BEGIN DATASET ENTRIES
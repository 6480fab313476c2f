//! Primary keys and secondary-index names.

use crate::identity::domain::UserId;
use crate::task::domain::{AttachmentId, Comment, ProjectId, SprintId, TaskId, TaskStatus};
use chrono::SecondsFormat;
use serde::{Deserialize, Serialize};
use std::fmt;

const METADATA_SORT: &str = "METADATA";

/// Composite primary key of a stored item.
///
/// Keys are only built from typed identifiers, so callers can never address
/// an item with a hand-written key.
#[derive(Debug, Clone, PartialEq, Eq, PartialOrd, Ord, Hash)]
pub struct ItemKey {
    partition: String,
    sort: String,
}

impl ItemKey {
    /// Key of a task's metadata item.
    #[must_use]
    pub fn task(id: &TaskId) -> Self {
        Self::from_parts(Self::task_partition(id), METADATA_SORT.to_owned())
    }

    /// Key of the assignment of `user_id` to a task.
    #[must_use]
    pub fn assignment(task_id: &TaskId, user_id: &UserId) -> Self {
        Self::from_parts(Self::task_partition(task_id), format!("ASSIGNMENT#{user_id}"))
    }

    /// Key of a comment. Comments sort by creation time within their task.
    #[must_use]
    pub fn comment(comment: &Comment) -> Self {
        Self::from_parts(
            Self::task_partition(comment.task_id()),
            format!(
                "COMMENT#{}#{}",
                comment
                    .created_at()
                    .to_rfc3339_opts(SecondsFormat::Micros, true),
                comment.id()
            ),
        )
    }

    /// Key of an attachment.
    #[must_use]
    pub fn attachment(task_id: &TaskId, attachment_id: AttachmentId) -> Self {
        Self::from_parts(
            Self::task_partition(task_id),
            format!("ATTACHMENT#{attachment_id}"),
        )
    }

    /// Key of a project.
    #[must_use]
    pub fn project(id: ProjectId) -> Self {
        Self::from_parts(format!("PROJECT#{id}"), METADATA_SORT.to_owned())
    }

    /// Key of a sprint.
    #[must_use]
    pub fn sprint(id: SprintId) -> Self {
        Self::from_parts(format!("SPRINT#{id}"), METADATA_SORT.to_owned())
    }

    /// Partition holding a task and every record hanging off it.
    #[must_use]
    pub fn task_partition(id: &TaskId) -> String {
        format!("TASK#{id}")
    }

    /// Rebuilds a key read back from persistence or a cursor.
    pub(crate) const fn from_parts(partition: String, sort: String) -> Self {
        Self { partition, sort }
    }

    /// Returns the partition key.
    #[must_use]
    pub fn partition(&self) -> &str {
        &self.partition
    }

    /// Returns the sort key.
    #[must_use]
    pub fn sort(&self) -> &str {
        &self.sort
    }
}

impl fmt::Display for ItemKey {
    fn fmt(&self, f: &mut fmt::Formatter<'_>) -> fmt::Result {
        write!(f, "{}/{}", self.partition, self.sort)
    }
}

/// Named access paths over stored items.
#[derive(Debug, Clone, Copy, PartialEq, Eq, PartialOrd, Ord, Hash, Serialize, Deserialize)]
#[serde(rename_all = "snake_case")]
pub enum IndexName {
    /// Items grouped by partition key, ordered by sort key.
    Primary,
    /// Tasks by status, ordered by creation time.
    Status,
    /// Assignments by assignee.
    Assignee,
    /// Tasks by sprint.
    Sprint,
    /// Tasks and sprints by project.
    Project,
}

impl IndexName {
    /// Returns the canonical name.
    #[must_use]
    pub const fn as_str(self) -> &'static str {
        match self {
            Self::Primary => "primary",
            Self::Status => "status",
            Self::Assignee => "assignee",
            Self::Sprint => "sprint",
            Self::Project => "project",
        }
    }
}

impl fmt::Display for IndexName {
    fn fmt(&self, f: &mut fmt::Formatter<'_>) -> fmt::Result {
        f.write_str(self.as_str())
    }
}

/// Position of an item within a secondary index.
#[derive(Debug, Clone, PartialEq, Eq, PartialOrd, Ord, Hash)]
pub struct IndexEntry {
    /// Index partition key.
    pub partition: String,
    /// Index sort key.
    pub sort: String,
}

pub(crate) fn status_partition(status: TaskStatus) -> String {
    format!("STATUS#{}", status.as_str())
}

pub(crate) fn user_partition(user_id: &UserId) -> String {
    format!("USER#{user_id}")
}

pub(crate) fn sprint_partition(sprint_id: SprintId) -> String {
    format!("SPRINT#{sprint_id}")
}

pub(crate) fn project_partition(project_id: ProjectId) -> String {
    format!("PROJECT#{project_id}")
}
//! Unit tests for the repository trigger.
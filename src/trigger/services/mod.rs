//! Webhook handling services.

mod adapter;

pub use adapter::{
    ExternalTriggerAdapter, REPOSITORY_ACTOR, TriggerError, TriggerFailure, TriggerReport,
};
END DATASET ENTRIES
An unaltered transcription of all the data above is needed.

repository 6480fab313476c2f
//! Primary keys and secondary-index names.

use crate::identity::domain::UserId;
use crate::task::domain::{AttachmentId, Comment, ProjectId, SprintId, TaskId, TaskStatus};
use chrono::SecondsFormat;
use serde::{Deserialize, Serialize};
use std::fmt;

const METADATA_SORT: &str = "METADATA";

/// Composite primary key of a stored item.
///
/// Keys are only built from typed identifiers, so callers can never address
/// an item with a hand-written key.
#[derive(Debug, Clone, PartialEq, Eq, PartialOrd, Ord, Hash)]
pub struct ItemKey {
    partition: String,
    sort: String,
}

impl ItemKey {
    /// Key of a task's metadata item.
    #[must_use]
    pub fn task(id: &TaskId) -> Self {
        Self::from_parts(Self::task_partition(id), METADATA_SORT.to_owned())
    }

    /// Key of the assignment of `user_id` to a task.
    #[must_use]
    pub fn assignment(task_id: &TaskId, user_id: &UserId) -> Self {
        Self::from_parts(Self::task_partition(task_id), format!("ASSIGNMENT#{user_id}"))
    }

    /// Key of a comment. Comments sort by creation time within their task.
    #[must_use]
    pub fn comment(comment: &Comment) -> Self {
        Self::from_parts(
            Self::task_partition(comment.task_id()),
            format!(
                "COMMENT#{}#{}",
                comment
                    .created_at()
                    .to_rfc3339_opts(SecondsFormat::Micros, true),
                comment.id()
            ),
        )
    }

    /// Key of an attachment.
    #[must_use]
    pub fn attachment(task_id: &TaskId, attachment_id: AttachmentId) -> Self {
        Self::from_parts(
            Self::task_partition(task_id),
            format!("ATTACHMENT#{attachment_id}"),
        )
    }

    /// Key of a project.
    #[must_use]
    pub fn project(id: ProjectId) -> Self {
        Self::from_parts(format!("PROJECT#{id}"), METADATA_SORT.to_owned())
    }

    /// Key of a sprint.
    #[must_use]
    pub fn sprint(id: SprintId) -> Self {
        Self::from_parts(format!("SPRINT#{id}"), METADATA_SORT.to_owned())
    }

    /// Partition holding a task and every record hanging off it.
    #[must_use]
    pub fn task_partition(id: &TaskId) -> String {
        format!("TASK#{id}")
    }

    /// Rebuilds a key read back from persistence or a cursor.
    pub(crate) const fn from_parts(partition: String, sort: String) -> Self {
        Self { partition, sort }
    }

    /// Returns the partition key.
    #[must_use]
    pub fn partition(&self) -> &str {
        &self.partition
    }

    /// Returns the sort key.
    #[must_use]
    pub fn sort(&self) -> &str {
        &self.sort
    }
}

impl fmt::Display for ItemKey {
    fn fmt(&self, f: &mut fmt::Formatter<'_>) -> fmt::Result {
        write!(f, "{}/{}", self.partition, self.sort)
    }
}

/// Named access paths over stored items.
#[derive(Debug, Clone, Copy, PartialEq, Eq, PartialOrd, Ord, Hash, Serialize, Deserialize)]
#[serde(rename_all = "snake_case")]
pub enum IndexName {
    /// Items grouped by partition key, ordered by sort key.
    Primary,
    /// Tasks by status, ordered by creation time.
    Status,
    /// Assignments by assignee.
    Assignee,
    /// Tasks by sprint.
    Sprint,
    /// Tasks and sprints by project.
    Project,
}

impl IndexName {
    /// Returns the canonical name.
    #[must_use]
    pub const fn as_str(self) -> &'static str {
        match self {
            Self::Primary => "primary",
            Self::Status => "status",
            Self::Assignee => "assignee",
            Self::Sprint => "sprint",
            Self::Project => "project",
        }
    }
}

impl fmt::Display for IndexName {
    fn fmt(&self, f: &mut fmt::Formatter<'_>) -> fmt::Result {
        f.write_str(self.as_str())
    }
}

/// Position of an item within a secondary index.
#[derive(Debug, Clone, PartialEq, Eq, PartialOrd, Ord, Hash)]
pub struct IndexEntry {
    /// Index partition key.
    pub partition: String,
    /// Index sort key.
    pub sort: String,
}

pub(crate) fn status_partition(status: TaskStatus) -> String {
    format!("STATUS#{}", status.as_str())
}

pub(crate) fn user_partition(user_id: &UserId) -> String {
    format!("USER#{user_id}")
}

pub(crate) fn sprint_partition(sprint_id: SprintId) -> String {
    format!("SPRINT#{sprint_id}")
}

pub(crate) fn project_partition(project_id: ProjectId) -> String {
    format!("PROJECT#{project_id}")
}
//! Unit tests for the repository trigger.
filename src/trigger/services/mod.rs
//! Webhook handling services.

mod adapter;

pub use adapter::{
    ExternalTriggerAdapter, REPOSITORY_ACTOR, TriggerError, TriggerFailure, TriggerReport,
};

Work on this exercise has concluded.